Piotr Żyła nie jest katolikiem. Święta w jego domu wyglądają inaczej
Piotr Żyła to jeden z najpopularniejszych skoczków narciarskich świata. Polak słynie z ogromnego poczucia humoru i otwartości, jednak rzadko wypowiada się na temat życia prywatnego. Zaledwie kilka lat temu światło dzienne ujrzał fakt z życia 37-latka, o którym mało kto wiedział. Jak się bowiem okazało, mistrz świata podobnie jak Adam Małysz nie jest katolikiem. O jego wyznaniu opowiedział swego czasu ksiądz Ja Byrt.
Piotr Żyła od ładnych paru lat uznawany jest za jednego z liderów naszej kadry skoczków narciarskich. 37-latek z roku na rok radzi sobie coraz lepiej na arenach międzynarodowych i choć w ubiegłym sezonie jego występy pozostawiały wiele do życzenia, teraz powrócił on ze zdwojoną siłą i można podejrzewać, że sporo namiesza podczas Turnieju Czterech Skoczni.
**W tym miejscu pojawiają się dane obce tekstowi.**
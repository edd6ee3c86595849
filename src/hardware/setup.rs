//! Board hardware configuration
//!
//! This file contains all of the hardware-specific configuration: clocks, logging, the ADC
//! SPI bus and its data-ready interrupt, and the USB serial link to the host.
use core::sync::atomic::{AtomicBool, Ordering};

use embedded_hal_compat::ForwardCompat;
use stm32h7xx_hal::{
    self as hal,
    gpio::{Edge, ExtiPin},
    prelude::*,
};

use crate::metadata::ApplicationMetadata;

use super::{
    delay::AsmDelay, design_parameters, Adc, DataReady, Systick, UsbBus,
    UsbSerial,
};

/// The available hardware interfaces of the board.
pub struct Devices {
    pub adc: Adc,
    pub data_ready: DataReady,
    pub delay: AsmDelay,
    pub usb_serial: UsbSerial,
}

/// Configure the board hardware.
///
/// # Note
/// Refer to [design_parameters::SYSCLK] for the core clock and
/// [design_parameters::ADC_SCK] for the ADC serial clock.
///
/// # Args
/// * `core` - The cortex-m peripherals.
/// * `device` - The microcontroller peripherals to be configured.
///
/// # Returns
/// The configured [Devices]. The ADC is not yet probed and the data-ready interrupt is
/// enabled.
pub fn setup(
    mut core: hal::stm32::CorePeripherals,
    mut device: hal::stm32::Peripherals,
) -> Devices {
    // Set up RTT logging
    {
        // Enable debug during WFE/WFI-induced sleep
        device.DBGMCU.cr.modify(|_, w| w.dbgsleep_d1().set_bit());

        // Best effort print channel: contended log messages are dropped.
        let channels = rtt_target::rtt_init_default!();
        // Note(unsafe): The closure we pass does not establish a critical section
        // as demanded but it does ensure synchronization and implements a lock.
        unsafe {
            rtt_target::set_print_channel_cs(
                channels.up.0,
                &((|arg, f| {
                    static LOCKED: AtomicBool = AtomicBool::new(false);
                    if LOCKED.compare_exchange_weak(
                        false,
                        true,
                        Ordering::Acquire,
                        Ordering::Relaxed,
                    ) == Ok(false)
                    {
                        f(arg);
                        LOCKED.store(false, Ordering::Release);
                    }
                }) as rtt_target::CriticalSectionFunc),
            );
        }

        static LOGGER: rtt_logger::RTTLogger =
            rtt_logger::RTTLogger::new(log::LevelFilter::Info);
        log::set_logger(&LOGGER)
            .map(|()| log::set_max_level(log::LevelFilter::Trace))
            .unwrap();
        log::info!("Starting");
    }

    let pwr = device.PWR.constrain();
    let vos = pwr.freeze();

    // Clear reset flags.
    device.RCC.rsr.write(|w| w.rmvf().set_bit());

    // Select the PLL for SPI.
    device.RCC.d2ccip1r.modify(|_, w| w.spi123sel().pll2_p());

    let rcc = device.RCC.constrain();
    let mut ccdr = rcc
        .use_hse(8.MHz())
        .sysclk(design_parameters::SYSCLK.convert())
        .hclk(200.MHz())
        .pll2_p_ck(100.MHz())
        .freeze(vos, &device.SYSCFG);

    // Set up USB clocks.
    ccdr.clocks.hsi48_ck().unwrap();
    ccdr.peripheral
        .kernel_usb_clk_mux(hal::rcc::rec::UsbClkSel::Hsi48);

    Systick::start(core.SYST, ccdr.clocks.sysclk().to_Hz());

    core.SCB.enable_icache();

    let delay = AsmDelay::new(ccdr.clocks.c_ck().to_Hz());

    let gpioa = device.GPIOA.split(ccdr.peripheral.GPIOA);
    let gpiob = device.GPIOB.split(ccdr.peripheral.GPIOB);

    let adc = {
        let spi = device
            .SPI1
            .spi(
                (
                    gpioa.pa5.into_alternate(), // SCLK
                    gpioa.pa6.into_alternate(), // DOUT
                    gpioa.pa7.into_alternate(), // DIN
                ),
                hal::spi::MODE_1,
                design_parameters::ADC_SCK.convert(),
                ccdr.peripheral.SPI1,
                &ccdr.clocks,
            )
            .forward();

        let mut cs = gpioa.pa4.into_push_pull_output();
        cs.set_high();

        let bus = embedded_hal_bus::spi::ExclusiveDevice::new_no_delay(
            spi,
            cs.erase().forward(),
        )
        .unwrap();

        ads124s08::Ads124s08::new(bus)
    };

    let data_ready = {
        let mut pin = gpiob.pb0.into_pull_up_input();
        pin.make_interrupt_source(&mut device.SYSCFG);
        pin.trigger_on_edge(&mut device.EXTI, Edge::Falling);
        pin.enable_interrupt(&mut device.EXTI);
        pin
    };

    let (usb_device, usb_serial) = {
        let _usb_id = gpioa.pa10.into_alternate::<10>();
        let usb_n = gpioa.pa11.into_alternate();
        let usb_p = gpioa.pa12.into_alternate();
        let usb = hal::usb_hs::USB2::new(
            device.OTG2_HS_GLOBAL,
            device.OTG2_HS_DEVICE,
            device.OTG2_HS_PWRCLK,
            usb_n,
            usb_p,
            ccdr.peripheral.USB2OTG,
            &ccdr.clocks,
        );

        let endpoint_memory: &'static mut [u32] =
            cortex_m::singleton!(: [u32; 1024] = [0; 1024]).unwrap();
        let usb_bus = cortex_m::singleton!(: usb_device::bus::UsbBusAllocator<UsbBus> =
            hal::usb_hs::UsbBus::new(usb, endpoint_memory))
        .unwrap();

        let read_store = cortex_m::singleton!(: [u8; 128] = [0; 128]).unwrap();
        let write_store =
            cortex_m::singleton!(: [u8; 1024] = [0; 1024]).unwrap();
        let serial = usbd_serial::SerialPort::new_with_store(
            usb_bus,
            &mut read_store[..],
            &mut write_store[..],
        );

        let usb_device = usb_device::device::UsbDeviceBuilder::new(
            usb_bus,
            usb_device::device::UsbVidPid(0x1209, 0x392F),
        )
        .strings(&[usb_device::device::StringDescriptors::default()
            .manufacturer("OSTMS")
            .product("Slide temperature monitor")
            .serial_number("0001")])
        .unwrap()
        .device_class(usbd_serial::USB_CLASS_CDC)
        .build();

        (usb_device, serial)
    };

    log::info!("{}", ApplicationMetadata::new());
    log::info!("setup() complete");

    Devices {
        adc,
        data_ready,
        delay,
        usb_serial: UsbSerial::new(usb_device, usb_serial),
    }
}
Piotr Żyła jest ewangelikiem. Święta Bożego Narodzenia obchodzi nieco inaczej
Podopieczny Thomasa Thurnbichlera przed wyjazdem na jeden z najważniejszych turniejów w sezonie miał możliwość spędzić Święta Bożego Narodzenia w gronie najbliższych. Celebrowanie tego wyjątkowego okresu w domu 37-latka wygląda jednak nieco inaczej niż w większości polskich domów. Żyła bowiem wyznaje chrześcijaństwo, jednak - podobnie jak Adam Małysz - nie jest katolikiem, a ewangelikiem. O wyznaniu mistrza świata kilka lat temu opowiedział ksiądz Jan Byrt, proboszcz parafii ewangelickiej w Szczyrku.
“Piotr chodził do Szkoły Mistrzostwa Sportowego w Szczyrku, gdzie są prowadzone zarówno katolickie, jak i ewangelickie lekcje religii. Uczniowie są z całej Polski i należą do różnych Kościołów. Opiekę duszpasterską nad uczniami sprawują dwaj katecheci - katolicki i ewangelicki. Piotr uczęszczał na lekcje religii ewangelickiej. (...) Lekcje z Piotrem były wielką przyjemnością. Należy do bardzo pogodnych ludzi" - wspomina w rozmowie z portalem bielskobiala.naszemiasto.pl.
Jakie więc są różnice pomiędzy wyznaniem ewangelickim i katolickim, jeśli chodzi o celebrację Świąt Bożego Narodzenia? O tym kilka lat temu opowiedział Adam Małysz w rozmowie z dziennikarzami RMF FM. "My możemy w wigilię jeść mięso w przeciwieństwie do katolików. Jak miałem wigilię w domu rodzinnym, to jadłem mięso. Ale teraz przekonałem się do karpia, bo nie ma ości w nim. (...) Kupujemy albo fileta, albo teściowa ma złotą rączkę i wyciąga te ości" - zdradził.